> **Action item**: Go through the material and return every line that contains the string "Expected".

> **Data shown**:

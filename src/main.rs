use serenity::http::Http;
use std::sync::Arc;

use gamewatch::{
    config::Config,
    error::AppError,
    fetcher::{
        steam::{SteamFeed, SteamNewsFetcher},
        steam_store::SteamStoreLookup,
    },
    notifier::{discord::DiscordNotifier, NotificationSink},
    scheduler::{
        clock::SystemClock, coordinator::WatcherCoordinator, release::ReleaseScheduler,
        watcher::PollingWatcher,
    },
    startup,
};

#[tokio::main]
async fn main() -> Result<(), AppError> {
    dotenvy::dotenv().ok();
    startup::init_logging();

    let config = Config::from_env()?;

    let db = startup::connect_to_database(&config).await?;
    let http_client = startup::setup_reqwest_client(config.fetch_timeout)?;
    let discord_http = Arc::new(Http::new(&config.discord_bot_token));

    let sink: Arc<dyn NotificationSink> =
        Arc::new(DiscordNotifier::new(db.clone(), discord_http));

    let release = ReleaseScheduler::new(db.clone(), sink.clone(), Arc::new(SystemClock))
        .with_lookup(Arc::new(SteamStoreLookup::new(
            http_client.clone(),
            config.steam_store_url.clone(),
        )))
        .with_schedule(config.release_check_cron.clone())
        .with_upcoming_days(config.release_upcoming_days)
        .with_lookup_timeout(config.fetch_timeout);

    let coordinator = WatcherCoordinator::new(Arc::new(release)).await?;

    let feeds = [
        (SteamFeed::Internal, config.steam_internal_check_interval),
        (SteamFeed::External, config.steam_external_check_interval),
    ];

    for (feed, check_interval) in feeds {
        let fetcher =
            SteamNewsFetcher::new(http_client.clone(), config.steam_api_url.clone(), feed);

        coordinator
            .add_watcher(
                PollingWatcher::new(db.clone(), Arc::new(fetcher), sink.clone(), check_interval)
                    .with_fetch_timeout(config.fetch_timeout),
            )
            .await?;
    }

    coordinator.start_all().await?;

    tracing::info!("Watching for game updates, press Ctrl-C to stop");

    if let Err(e) = tokio::signal::ctrl_c().await {
        tracing::error!("Failed to listen for shutdown signal: {}", e);
    }

    tracing::info!("Shutting down");

    coordinator.stop_all().await
}
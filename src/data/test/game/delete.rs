use super::*;

/// Tests deleting a game.
///
/// Verifies that the game's sources, subscriptions and announcements are removed with it
/// while other games are untouched.
///
/// Expected: Ok(true) with dependent rows deleted
#[tokio::test]
async fn deletes_game_and_dependents() -> Result<(), DbErr> {
    let test = TestBuilder::new()
        .with_game_tables()
        .build()
        .await
        .unwrap();
    let db = test.db.as_ref().unwrap();

    let (game, _destination) = factory::helpers::create_subscribed_game(db).await?;
    factory::create_game_source(db, game.id, "internal-feed").await?;
    let other = factory::create_game(db).await?;
    factory::create_game_source(db, other.id, "internal-feed").await?;

    crate::data::release_announcement::ReleaseAnnouncementRepository::new(db)
        .claim(
            game.id,
            crate::model::release::Milestone::ReleasingToday,
            NaiveDate::from_ymd_opt(2025, 3, 10).unwrap(),
        )
        .await?;

    let repo = GameRepository::new(db);
    let deleted = repo.delete(game.id).await?;

    assert!(deleted);
    assert!(entity::prelude::Game::find_by_id(game.id)
        .one(db)
        .await?
        .is_none());

    let sources = entity::prelude::GameSource::find()
        .filter(entity::game_source::Column::GameId.eq(game.id))
        .count(db)
        .await?;
    let subscriptions = entity::prelude::GameSubscription::find()
        .filter(entity::game_subscription::Column::GameId.eq(game.id))
        .count(db)
        .await?;
    let announcements = entity::prelude::ReleaseAnnouncement::find()
        .filter(entity::release_announcement::Column::GameId.eq(game.id))
        .count(db)
        .await?;
    assert_eq!(sources, 0);
    assert_eq!(subscriptions, 0);
    assert_eq!(announcements, 0);

    assert_eq!(repo.get_by_id(other.id).await?.unwrap().sources.len(), 1);

    Ok(())
}

/// Tests deleting a game that does not exist.
///
/// Expected: Ok(false)
#[tokio::test]
async fn returns_false_for_missing_game() -> Result<(), DbErr> {
    let test = TestBuilder::new()
        .with_game_tables()
        .build()
        .await
        .unwrap();
    let db = test.db.as_ref().unwrap();

    let repo = GameRepository::new(db);

    assert!(!repo.delete(7).await?);

    Ok(())
}
pub use sea_orm_migration::prelude::*;

mod m20250301_000001_create_game_table;
mod m20250301_000002_create_game_source_table;
mod m20250301_000003_create_destination_table;
mod m20250301_000004_create_game_subscription_table;
mod m20250308_000005_create_release_announcement_table;

pub struct Migrator;

#[async_trait::async_trait]
impl MigratorTrait for Migrator {
    fn migrations() -> Vec<Box<dyn MigrationTrait>> {
        vec![
            Box::new(m20250301_000001_create_game_table::Migration),
            Box::new(m20250301_000002_create_game_source_table::Migration),
            Box::new(m20250301_000003_create_destination_table::Migration),
            Box::new(m20250301_000004_create_game_subscription_table::Migration),
            Box::new(m20250308_000005_create_release_announcement_table::Migration),
        ]
    }
}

> **Output**:
/// Expected: Ok(true) with dependent rows deleted
/// Expected: Ok(false)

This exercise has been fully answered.